Surgical Pathology Rotation - 15 months
The 15 months of surgical pathology are divided by 6-8 months at the Sacramento Veteran's Affairs Medical Center at Mather and 7-9 months at UC Davis.
UC Davis Medical Center:
The anatomic pathology laboratories at the UC Davis Department of Pathology process approximately 20,000 specimens annually and utilize state-of-the art immune-staining. There are three sub-specialty teams in the UC Davis Department of Pathology:
- Team A (GI, transplant, bone & soft tissue, and pediatrics)
- Team B (GYN)
- Team C (breast, GU, ENT)
The residents spend one week on each team with one attending. Sign-out is generally in the morning and gross dissections in the afternoon. The resident previews cases in the evenings. The resident will sign out these cases the next morning with their attending.
In addition, each resident spends one week on frozen sections. During this week the resident is responsible for all frozen sections and determining the appropriate tissue to submit for frozen section, under the guidance of the attending. The resident is not required but may elect to complete the grossing of the entire specimen, but the resident will not be involved with the final sign-out of the case.
The resident’s responsibility increases with each month of time spent on surgical pathology. Initially, the resident will master the mechanics of surgical pathology by learning how to use the tools of the trade: gross examination, frozen section, participating in sign-out, and dictating cases. With time, the resident will be able to handle all routine specimens by her/himself, increasing the responsibility for making the correct diagnosis. With time, the residents will demonstrate improved clinical understanding and capacity for consultation, conference presentation, and teaching junior residents. Eventually, the resident begins to function independently, producing finished reports, and handling complex cases with appropriate consultations from staff.
Veteran's Affairs Medical Center at Mather:
There are two residents who rotate at the Veteran's Affairs Medical Center at Mather each month and therefore are part of a two-day cycle. Day one will be signing out for the senior resident (and grossing for the junior resident).

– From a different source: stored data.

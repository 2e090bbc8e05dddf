use crate::{
    auth::auth::AuthUser,
    error::AppError,
    model::attendance::{AttendanceRecord, AttendanceStatus, MarkingMethod},
    recognition::{FaceRecognizer, first_match},
    store::{attendance::append, students::list_all},
};
use actix_web::{HttpResponse, web};
use chrono::Local;
use serde_json::json;
use sqlx::AnyPool;
use tracing::{debug, info, warn};

/// Mark attendance from a photo
///
/// The first face found in the image is compared against every registered
/// student in turn; the first student that matches is marked present.
#[utoipa::path(
    post,
    path = "/mark_attendance",
    request_body(content = Vec<u8>, content_type = "application/octet-stream"),
    responses(
        (status = 200, description = "Attendance marked", body = Object, example = json!({
            "message": "Attendance marked for student Jane Doe",
            "student_id": "S-1001"
        })),
        (status = 400, description = "Undecodable image or no face detected", body = Object, example = json!({
            "error": "No face detected in the image"
        })),
        (status = 404, description = "No registered student matches", body = Object, example = json!({
            "error": "Student not recognized"
        })),
        (status = 500, description = "Recognition or storage failure")
    ),
    tag = "Attendance"
)]
pub async fn mark_attendance(
    body: web::Bytes,
    pool: web::Data<AnyPool>,
    recognizer: web::Data<dyn FaceRecognizer>,
) -> Result<HttpResponse, AppError> {
    let image = image::load_from_memory(&body).map_err(|e| {
        debug!(error = %e, bytes = body.len(), "Image decode failed");
        AppError::BadRequest("Invalid image data".into())
    })?;

    let worker = recognizer.clone();
    let encodings = web::block(move || worker.detect_and_encode(&image))
        .await
        .map_err(|e| AppError::Internal(format!("recognition task failed: {e}")))?
        .map_err(|e| AppError::Internal(format!("face recognition failed: {e:#}")))?;

    debug!(faces = encodings.len(), "Faces detected");

    let Some(candidate) = encodings.into_iter().next() else {
        return Err(AppError::BadRequest("No face detected in the image".into()));
    };

    let students = list_all(pool.get_ref()).await?;

    let Some(student) = first_match(recognizer.get_ref(), &candidate, &students) else {
        warn!(registered = students.len(), "Face did not match any student");
        return Err(AppError::NotFound("Student not recognized".into()));
    };

    let now = Local::now().naive_local();
    let record = AttendanceRecord {
        date: now.date(),
        student_id: student.id.clone(),
        status: AttendanceStatus::Present.to_string(),
        timestamp: now,
        method: MarkingMethod::FacialRecognition.to_string(),
    };

    append(pool.get_ref(), std::slice::from_ref(&record)).await?;

    info!(student_id = %student.id, "Attendance marked by face");

    Ok(HttpResponse::Ok().json(json!({
        "message": format!("Attendance marked for student {}", student.name),
        "student_id": student.id
    })))
}

/// Manual attendance
///
/// Records are stored exactly as submitted; resubmitting the same batch
/// stores it again.
#[utoipa::path(
    post,
    path = "/manual_attendance",
    request_body = Vec<AttendanceRecord>,
    responses(
        (status = 200, description = "Records stored", body = Object, example = json!({
            "message": "Attendance marked for 2 students",
            "inserted": 2
        })),
        (status = 401, description = "Unauthorized"),
        (status = 403, description = "Caller is not a teacher"),
        (status = 500, description = "Failed to mark attendance")
    ),
    security(
        ("bearer_auth" = [])
    ),
    tag = "Attendance"
)]
pub async fn manual_attendance(
    auth: AuthUser,
    pool: web::Data<AnyPool>,
    records: web::Json<Vec<AttendanceRecord>>,
) -> Result<HttpResponse, AppError> {
    auth.require_teacher()?;

    let inserted = append(pool.get_ref(), &records).await?;

    info!(inserted, by = %auth.username, "Manual attendance stored");

    Ok(HttpResponse::Ok().json(json!({
        "message": format!("Attendance marked for {inserted} students"),
        "inserted": inserted
    })))
}
//! Persistence for the three collections: users, students and the attendance ledger.
//!
//! No referential integrity is enforced between them; an attendance row may
//! name a student that was never registered.

pub mod attendance;
pub mod students;
pub mod users;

Day two will then be grossing for the senior resident (and signing out for the junior resident). While on the “grossing day,” the resident is responsible for grossing all specimens, loading the processor by 5:00 p.m., performing all frozen sections, and performing all cytology procedures. The types of procedures with which the resident will be involved include CT-guided fine needle aspiration, GI cytology, pulmonary cytology, and other fine-needle aspiration procedures.